Martedì 11 febbraio all’Asino che vola in via Antonio Coppi 12 una serata di canzoni «non mainstream»: «Io accoglierò gli artisti, i miei brani li lascio eseguire agli altri»
Provocatoria fin dal titolo: si terrà martedì alle 21 all’Asino che vola (via Antonio Coppi 12 d, info: 06.7851563), in coincidenza dell’avvio del festival di Sanremo, la serata «Noi non ci saremo», con la direzione di Luigi Grechi De Gregori. Che sia un’antidoto alla rassegna canora più famosa del Paese è evidente dal nome, non serve sottolinearlo. Luigi Grechi chiamerà sul palco considerato un’eredità dello storico Folkstudio di Trastevere nomi come Leo Folgori, Paolo Capodacqua, Leo Petrucci, Daniele De Gregori, Gaia Clarizia, Carlo Valente, Giovanni Block, Emilio Stella e tanti altri.
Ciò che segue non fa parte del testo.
use std::sync::Arc;

use super::RenderBox;
use crate::alignment::Alignment;
use crate::error::{Error, Result};
use crate::geometry::{Offset, Rect};
use crate::hit_test::HitTestResult;
use crate::image::{
    apply_box_fit, BoxFit, ImageError, ImageEvent, ImageLoadPayload, ImageProvider, ImageRequest,
    ImageTicket,
};
use crate::layout::{BoxConstraints, Size};
use crate::painting::PaintingContext;
use crate::tree::{DirtyFlags, NodeId, Tree};

/// Where an image node is in its load.
#[derive(Debug, Clone, Default)]
pub enum ImageStatus {
    #[default]
    Idle,
    Loading {
        loaded: u64,
        total: Option<u64>,
    },
    Loaded,
    Failed(Arc<ImageError>),
}

/// Paints an image from an [`ImageProvider`], showing its child as a
/// placeholder until the image has loaded.
///
/// The load is requested during layout and completes through
/// [`Tree::deliver_image_event`]; every request is tagged with the node's
/// current generation, so answers to superseded requests are ignored.
#[derive(Debug)]
pub struct ImageBox {
    provider: Option<Arc<dyn ImageProvider>>,
    width: Option<f32>,
    height: Option<f32>,
    fit: BoxFit,
    alignment: Alignment,
    generation: u64,
    requested: bool,
    status: ImageStatus,
    image: Option<ImageLoadPayload>,
}

fn check_extent(extent: Option<f32>) -> Result<()> {
    match extent {
        Some(e) if !(e >= 0.0) => Err(Error::InvalidArgument(format!(
            "image extents must be non-negative, got {e}"
        ))),
        _ => Ok(()),
    }
}

impl ImageBox {
    pub fn new(provider: impl ImageProvider + 'static) -> Self {
        Self {
            provider: Some(Arc::new(provider)),
            ..Self::empty()
        }
    }

    /// An image node with nothing to load yet.
    pub fn empty() -> Self {
        Self {
            provider: None,
            width: None,
            height: None,
            fit: BoxFit::default(),
            alignment: Alignment::CENTER,
            generation: 0,
            requested: false,
            status: ImageStatus::Idle,
            image: None,
        }
    }

    pub fn with_size(mut self, width: Option<f32>, height: Option<f32>) -> Result<Self> {
        check_extent(width)?;
        check_extent(height)?;
        self.width = width;
        self.height = height;
        Ok(self)
    }

    pub fn with_fit(mut self, fit: BoxFit) -> Self {
        self.fit = fit;
        self
    }

    pub fn with_alignment(mut self, alignment: Alignment) -> Self {
        self.alignment = alignment;
        self
    }

    pub fn status(&self) -> &ImageStatus {
        &self.status
    }

    pub fn image(&self) -> Option<&ImageLoadPayload> {
        self.image.as_ref()
    }

    pub fn generation(&self) -> u64 {
        self.generation
    }

    /// Swap the provider. Any load in flight for the old one is superseded;
    /// the last good image stays until the new one arrives.
    pub fn set_provider(&mut self, provider: impl ImageProvider + 'static) -> DirtyFlags {
        self.provider = Some(Arc::new(provider));
        self.generation += 1;
        self.requested = false;
        self.status = ImageStatus::Idle;
        DirtyFlags::NEEDS_LAYOUT
    }

    /// Forget an unfinished request so the next layout issues a fresh one.
    /// Notifications for the old request no longer match the generation.
    pub(crate) fn rearm(&mut self) {
        if !self.requested || matches!(self.status, ImageStatus::Loaded) {
            return;
        }
        self.generation += 1;
        self.requested = false;
        self.status = ImageStatus::Idle;
    }

    pub fn set_size(&mut self, width: Option<f32>, height: Option<f32>) -> Result<DirtyFlags> {
        check_extent(width)?;
        check_extent(height)?;
        if (width, height) == (self.width, self.height) {
            return Ok(DirtyFlags::empty());
        }
        self.width = width;
        self.height = height;
        Ok(DirtyFlags::NEEDS_LAYOUT)
    }

    pub fn set_fit(&mut self, fit: BoxFit) -> DirtyFlags {
        if fit == self.fit {
            return DirtyFlags::empty();
        }
        self.fit = fit;
        DirtyFlags::NEEDS_PAINT
    }

    pub fn set_alignment(&mut self, alignment: Alignment) -> DirtyFlags {
        if alignment == self.alignment {
            return DirtyFlags::empty();
        }
        self.alignment = alignment;
        DirtyFlags::NEEDS_PAINT
    }

    /// Apply a load notification. `None` means it answers a superseded
    /// request and was ignored.
    pub(crate) fn apply_event(&mut self, generation: u64, event: ImageEvent) -> Option<DirtyFlags> {
        if generation != self.generation {
            return None;
        }
        let flags = match event {
            ImageEvent::Started => {
                self.status = ImageStatus::Loading {
                    loaded: 0,
                    total: None,
                };
                DirtyFlags::empty()
            }
            ImageEvent::Progress { loaded, total } => {
                self.status = ImageStatus::Loading { loaded, total };
                DirtyFlags::empty()
            }
            ImageEvent::Loaded(payload) => {
                self.status = ImageStatus::Loaded;
                self.image = Some(payload);
                DirtyFlags::NEEDS_LAYOUT
            }
            // The placeholder or the last good image stays
            ImageEvent::Failed(error) => {
                self.status = ImageStatus::Failed(error);
                DirtyFlags::empty()
            }
        };
        Some(flags)
    }

    fn resolve_size(&self, constraints: BoxConstraints, placeholder: Option<Size>) -> Size {
        let constraints = BoxConstraints::tight_for(self.width, self.height).enforce(constraints);
        match (&self.image, placeholder) {
            (Some(image), _) => constraints.constrain_size_and_attempt_to_preserve_aspect_ratio(image.size),
            (None, Some(placeholder)) => constraints.constrain(placeholder),
            (None, None) => constraints.smallest(),
        }
    }

    fn placeholder_constraints(&self, constraints: BoxConstraints) -> BoxConstraints {
        BoxConstraints::tight_for(self.width, self.height).enforce(constraints)
    }
}

impl RenderBox for ImageBox {
    fn perform_layout(&mut self, tree: &mut Tree, id: NodeId, constraints: BoxConstraints) -> Result<Size> {
        if !self.requested {
            if let Some(provider) = &self.provider {
                tree.request_image(ImageRequest {
                    ticket: ImageTicket {
                        node: id,
                        generation: self.generation,
                    },
                    provider: Arc::clone(provider),
                });
                self.requested = true;
            }
        }

        // The placeholder stays laid out so it can take over again
        let placeholder = match tree.first_child(id)? {
            Some(child) => Some(tree.layout(child, self.placeholder_constraints(constraints), true)?),
            None => None,
        };
        Ok(self.resolve_size(constraints, placeholder))
    }

    fn dry_layout(&self, tree: &Tree, id: NodeId, constraints: BoxConstraints) -> Result<Size> {
        let placeholder = match tree.first_child(id)? {
            Some(child) => Some(tree.dry_layout(child, self.placeholder_constraints(constraints))?),
            None => None,
        };
        Ok(self.resolve_size(constraints, placeholder))
    }

    fn paint(&self, tree: &Tree, id: NodeId, ctx: &mut PaintingContext<'_>, offset: Offset) -> Result<()> {
        let Some(image) = &self.image else {
            return tree.paint_children(id, ctx, offset);
        };

        let size = tree.size(id)?;
        let fitted = apply_box_fit(self.fit, image.size, size);
        if fitted.destination.is_empty() {
            return Ok(());
        }
        let src = self.alignment.inscribe(fitted.source, Rect::from_size(image.size));
        let dst = self
            .alignment
            .inscribe(fitted.destination, Rect::from_offset_size(offset, size));
        ctx.surface().draw_image(&image.handle, src, dst);
        Ok(())
    }

    fn hit_test(&self, tree: &Tree, id: NodeId, result: &mut HitTestResult, position: Offset) -> Result<bool> {
        let size = tree.size(id)?;
        if !size.contains(position) {
            return Ok(false);
        }
        // The placeholder only takes hits while it is shown
        if self.image.is_none() {
            tree.hit_test_children(id, result, position)?;
        }
        result.add(id, position);
        Ok(true)
    }
}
Cantautorato «non mainstream»
Esponenti di un cantautorato «non mainstream» che si vuole portare alla ribalta nei giorni in cui ogni altra voce che non provenga dal festival sembra venire inghiottita. «Il mondo della musica si ferma, non dovrebbe accadere – riflette De Gregori, che di Francesco è fratello, più grande di sette anni –. Come quando per il Venerdì Santo la Rai trasmetteva solo musica classica. Io resto geneticamente legato alla fucina del Folkstudio che la domenica pomeriggio si apriva ai giovani talenti». Emergenti che avevano i nomi di Francesco De Gregori, Stefano Rosso, Mimmo Locasciulli, Ernesto Bassignano, Antonello Venditti, Edoardo De Angelis, Rino Gaetano e diedero vita a una scuola romana dei cantautori. Seguendo questa traccia, all’Asino che vola vengono ospitati un martedì al mese musicisti al di fuori del circuito commerciale: «Purtroppo con la morte dell’illuminato gestore Giancarlo Cesaroni l’esperienza del Folkstudio finì. Ma per noi la scintilla non si è spenta».
«Il festival non è il posto giusto per i cantautori»
«Martedì la data coincide con l’inizio di Sanremo, così il confronto è venuto da sé – sorride ancora Luigi Grechi -. Da cantautore indipendente, ho smesso di esibirmi, le esecuzioni delle mie canzoni le lascio ormai a amici di palco come il pesarese Marco Sonaglia, ma all’Asino che vola ho chiamato a raccolta voci libere da tutta Italia: dal parmense Beppe Rossignoli, a Lucio Bardi chitarrista di tanti big, con brani propri, a Leonardo Petrucci con la sua passione per il country americano, a Leo Folgori da Roviano, paese a est di Roma. Diciamolo: il festival non è il posto giusto per il cantautorato, anche se quest’anno una maggiore apertura c’è: ad esempio sarà presente il nostro amico Lucio Corsi, complice la sua partecipazione a “Vita da Carlo III”. L’estate scorsa ha suonato con noi a Fiano Romano nella rassegna dedicata ai “Giovani del Folkstudio”».
«Il futuro della musica è nei live»
«La nostra scelta – conclude – va verso un ascolto attento, consapevole e silenzioso, cosa che non è possibile nei teatri o negli stadi scelti anche da Antonello (Venditti, ndr) e Francesco (De Gregori, ndr), davanti a migliaia di persone – misura le distanze -. Non sarà un mercato evoluto, ma è pur sempre mercato. Dopo aver pubblicato tanti dischi, ho smesso. Le vendite sono crollate, il mercato è crollato. Alla mia età ne ho viste di crisi terribili: la radio soppiantata dagli album registrati, questi dalla televisione con la predominanza dell’immagine degli artisti sulle loro capacità. Chissà quali sorprese ci riserva il futuro. Anzi un’idea ce l’ho». Quale?« Il futuro è nei live. Sarebbe opportuno che nuovi spazi nascessero. Locali di dimensioni limitate che facciano da fucine per grandi interpreti». Da lontano, per chi tiferà sul palco dell’Ariston? «Per Lucio Corsi! Non ho whatsapp, mi basta il pc per dire la mia».